Do ponto de vista político, os olhos do mundo vão estar virados para Glasgow em novembro deste ano — e é aí que os cientistas e ativistas esperam que haja decisões mais assertivas.
“O relatório do IPCC sintetiza uma vasta quantidade de trabalho e vai informar os governos de todo o mundo, na preparação da COP 26, sobre as escolhas que fazem e os impactos que elas têm no clima da Terra”, sublinhou o investigador australiano Andrew King, climatologista da Universidade de Melbourne.
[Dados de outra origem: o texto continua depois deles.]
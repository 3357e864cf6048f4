//! The CMI tracking tables: wire layout, typed records and stored rows.

mod instruction;
pub mod layout;
mod payload;
mod records;
mod stored;

pub use instruction::{InstructionMask, PurgePlan, WantFlags};
pub use payload::CmiPayload;
pub use records::{
    CmiComment, CmiCorrectResponse, CmiInteraction, CmiNode, CmiObjective, CmiRecord, CmiTable,
};
pub use stored::{
    NodeSnapshot, StoredComment, StoredCorrectResponse, StoredInteraction, StoredNode,
    StoredObjective,
};
//! # Outlet Repository
//!
//! Companies, establishments and points of sale: the emitter data an event
//! carries and the codes a numero de control is built from.

use chrono::Utc;
use sqlx::SqlitePool;
use tracing::debug;

use super::{new_id, retry_with_new_id};
use crate::error::DbResult;
use fesv_core::{Company, EmitterInfo, Establishment, PointOfSale};

#[derive(Debug, Clone)]
pub struct NewCompany {
    pub nit: String,
    pub nombre: String,
    pub nombre_comercial: Option<String>,
    pub telefono: String,
    pub correo: String,
}

#[derive(Debug, Clone)]
pub struct NewEstablishment {
    pub company_id: String,
    pub tipo_establecimiento: String,
    pub cod_establecimiento: Option<String>,
}

#[derive(Debug, Clone)]
pub struct NewPointOfSale {
    pub establishment_id: String,
    pub cod_punto_venta: Option<String>,
}

/// Repository for emitter and outlet rows.
#[derive(Debug, Clone)]
pub struct OutletRepository {
    pool: SqlitePool,
    max_id_attempts: u32,
}

impl OutletRepository {
    pub fn new(pool: SqlitePool, max_id_attempts: u32) -> Self {
        OutletRepository {
            pool,
            max_id_attempts,
        }
    }

    pub async fn create_company(&self, company: &NewCompany) -> DbResult<Company> {
        let mut attempt = 1;
        loop {
            let result: DbResult<Company> = sqlx::query_as::<_, Company>(
                r#"
                INSERT INTO companies (id, nit, nombre, nombre_comercial, telefono, correo, created_at)
                VALUES (?1, ?2, ?3, ?4, ?5, ?6, ?7)
                RETURNING *
                "#,
            )
            .bind(new_id())
            .bind(&company.nit)
            .bind(&company.nombre)
            .bind(&company.nombre_comercial)
            .bind(&company.telefono)
            .bind(&company.correo)
            .bind(Utc::now())
            .fetch_one(&self.pool)
            .await
            .map_err(Into::into);

            match result {
                Err(err) if retry_with_new_id(&err, "company", attempt, self.max_id_attempts) => {
                    attempt += 1;
                }
                other => return other,
            }
        }
    }

    pub async fn create_establishment(
        &self,
        establishment: &NewEstablishment,
    ) -> DbResult<Establishment> {
        let mut attempt = 1;
        loop {
            let result: DbResult<Establishment> = sqlx::query_as::<_, Establishment>(
                r#"
                INSERT INTO establishments (id, company_id, tipo_establecimiento, cod_establecimiento, created_at)
                VALUES (?1, ?2, ?3, ?4, ?5)
                RETURNING *
                "#,
            )
            .bind(new_id())
            .bind(&establishment.company_id)
            .bind(&establishment.tipo_establecimiento)
            .bind(&establishment.cod_establecimiento)
            .bind(Utc::now())
            .fetch_one(&self.pool)
            .await
            .map_err(Into::into);

            match result {
                Err(err)
                    if retry_with_new_id(&err, "establishment", attempt, self.max_id_attempts) =>
                {
                    attempt += 1;
                }
                other => return other,
            }
        }
    }

    pub async fn create_point_of_sale(&self, pos: &NewPointOfSale) -> DbResult<PointOfSale> {
        let mut attempt = 1;
        loop {
            let result: DbResult<PointOfSale> = sqlx::query_as::<_, PointOfSale>(
                r#"
                INSERT INTO points_of_sale (id, establishment_id, cod_punto_venta, created_at)
                VALUES (?1, ?2, ?3, ?4)
                RETURNING *
                "#,
            )
            .bind(new_id())
            .bind(&pos.establishment_id)
            .bind(&pos.cod_punto_venta)
            .bind(Utc::now())
            .fetch_one(&self.pool)
            .await
            .map_err(Into::into);

            match result {
                Err(err)
                    if retry_with_new_id(&err, "point_of_sale", attempt, self.max_id_attempts) =>
                {
                    attempt += 1;
                }
                other => return other,
            }
        }
    }

    /// Sets or clears the authority-assigned establishment code.
    pub async fn set_establishment_code(&self, id: &str, code: Option<&str>) -> DbResult<()> {
        debug!(establishment_id = %id, ?code, "Updating establishment code");
        sqlx::query("UPDATE establishments SET cod_establecimiento = ?1 WHERE id = ?2")
            .bind(code)
            .bind(id)
            .execute(&self.pool)
            .await?;
        Ok(())
    }

    /// Sets or clears the authority-assigned point-of-sale code.
    pub async fn set_point_of_sale_code(&self, id: &str, code: Option<&str>) -> DbResult<()> {
        debug!(point_of_sale_id = %id, ?code, "Updating point of sale code");
        sqlx::query("UPDATE points_of_sale SET cod_punto_venta = ?1 WHERE id = ?2")
            .bind(code)
            .bind(id)
            .execute(&self.pool)
            .await?;
        Ok(())
    }

    pub async fn company(&self, id: &str) -> DbResult<Option<Company>> {
        let company = sqlx::query_as::<_, Company>("SELECT * FROM companies WHERE id = ?1")
            .bind(id)
            .fetch_optional(&self.pool)
            .await?;
        Ok(company)
    }

    /// Emitter block for an event: company data joined with the outlet codes.
    ///
    /// Returns `None` when the establishment or point of sale is unknown or
    /// they don't belong together. Missing codes come back as `None` fields.
    pub async fn emitter_info(
        &self,
        establishment_id: &str,
        point_of_sale_id: &str,
    ) -> DbResult<Option<EmitterInfo>> {
        let info = sqlx::query_as::<_, EmitterInfo>(
            r#"
            SELECT
                c.nit,
                c.nombre,
                c.nombre_comercial,
                c.telefono,
                c.correo,
                e.tipo_establecimiento,
                e.cod_establecimiento,
                p.cod_punto_venta
            FROM establishments e
            JOIN companies c ON c.id = e.company_id
            JOIN points_of_sale p ON p.establishment_id = e.id
            WHERE e.id = ?1 AND p.id = ?2
            "#,
        )
        .bind(establishment_id)
        .bind(point_of_sale_id)
        .fetch_optional(&self.pool)
        .await?;

        Ok(info)
    }
}

// =============================================================================
// Unit Tests
// =============================================================================

#[cfg(test)]
mod tests {
    use crate::repository::test_support::{memory_db, seed_outlet};

    #[tokio::test]
    async fn test_emitter_info_joins_codes() {
        let db = memory_db().await;
        let outlet = seed_outlet(&db).await;

        let info = db
            .outlets()
            .emitter_info(&outlet.establishment.id, &outlet.point_of_sale.id)
            .await
            .unwrap()
            .unwrap();

        assert_eq!(info.nit, "0614-120390-102-5");
        assert_eq!(info.tipo_establecimiento, "02");
        assert_eq!(info.cod_establecimiento.as_deref(), Some("M001"));
        assert_eq!(info.cod_punto_venta.as_deref(), Some("P001"));
    }

    #[tokio::test]
    async fn test_emitter_info_reports_missing_code_as_none() {
        let db = memory_db().await;
        let outlet = seed_outlet(&db).await;
        db.outlets()
            .set_point_of_sale_code(&outlet.point_of_sale.id, None)
            .await
            .unwrap();

        let info = db
            .outlets()
            .emitter_info(&outlet.establishment.id, &outlet.point_of_sale.id)
            .await
            .unwrap()
            .unwrap();
        assert!(info.cod_punto_venta.is_none());
    }

    #[tokio::test]
    async fn test_emitter_info_unknown_outlet() {
        let db = memory_db().await;
        let outlet = seed_outlet(&db).await;

        let info = db
            .outlets()
            .emitter_info(&outlet.establishment.id, "NOPE")
            .await
            .unwrap();
        assert!(info.is_none());
    }
}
No mesmo sentido, o também australiano Steven Sherwood, climatologista na Universidade de Nova Gales do Sul, em Sydney, destacou que o relatório aumenta a “confiança” no conhecimento científico sobre as alterações climáticas. “Espero que esta confiança reforçada, juntamente com os acontecimentos que temos testemunhado em todo o mundo, como grandes incêndios e o calor abrasador, dêem aos nossos líderes a confiança para dar passos mais fortes para reduzir as emissões de carbono na COP 26 este ano.”
Na esfera política, a mensagem foi entendida. Para o ministro português do Ambiente, João Pedro Matos Fernandes, o relatório do IPCC “vem no tempo certo porque estamos a três meses da Conferência do Clima”. “É o tempo de o Mundo assumir o compromisso que a Europa já assumiu e no qual Portugal liderou que é o de sermos neutros em carbono em 2050”, disse Matos Fernandes à Lusa. “Mais do que salvar o planeta é salvar-nos a nós próprios como espécie. Nós de facto não conseguimos suportar este aumento de temperatura e aquilo que ele provoca dia a dia e com os fenómenos extremos que está também a condicionar.”
No Reino Unido, que em novembro vai acolher a COP 26, o primeiro-ministro Boris Johnson concordou e classificou o relatório como uma “chamada de atenção para que o mundo atue já, antes de nos encontrarmos em Glasgow em novembro para a cimeira decisiva da COP 26”. “O relatório de hoje pede uma leitura moderada e deixa claro que a próxima década será fundamental para garantir o futuro do nosso planeta”, disse Johnson. “Nós sabemos o que deve ser feito para limitar o aquecimento global — remeter o carvão à história e mudar para fontes de energia limpas, proteger a natureza e fornecer linhas de financiamento climático a países na linha da frente.”
The evidence is irrefutable: greenhouse gas emissions are choking our planet & placing billions of people in danger.
Global heating is affecting every region on Earth, with many of the changes becoming irreversible.
We must act decisively now to avert a climate catastrophe. https://t.co/TQlgp1D9AV
— António Guterres (@antonioguterres) August 9, 2021
A nível global, o secretário-geral das Nações Unidas, António Guterres, considerou as provas científicas “irrefutáveis” e declarou: “Os gases com efeito de estufa estão a sufocar o nosso planeta e a pôr milhares de milhões em risco. O aquecimento global está a afetar cada região da Terra, com muitas das alterações a tornarem-se irreversíveis. Temos de agir decisivamente agora para evitar uma catástrofe climática.” A intenção dos climatologistas e das Nações Unidas ao publicar o relatório definidor neste momento era clara: influenciar políticos de todo o planeta a agir. Se a COP 26 vai realmente significar uma mudança decisiva nas metas globais ou nas políticas públicas de cada país, só em novembro saberemos.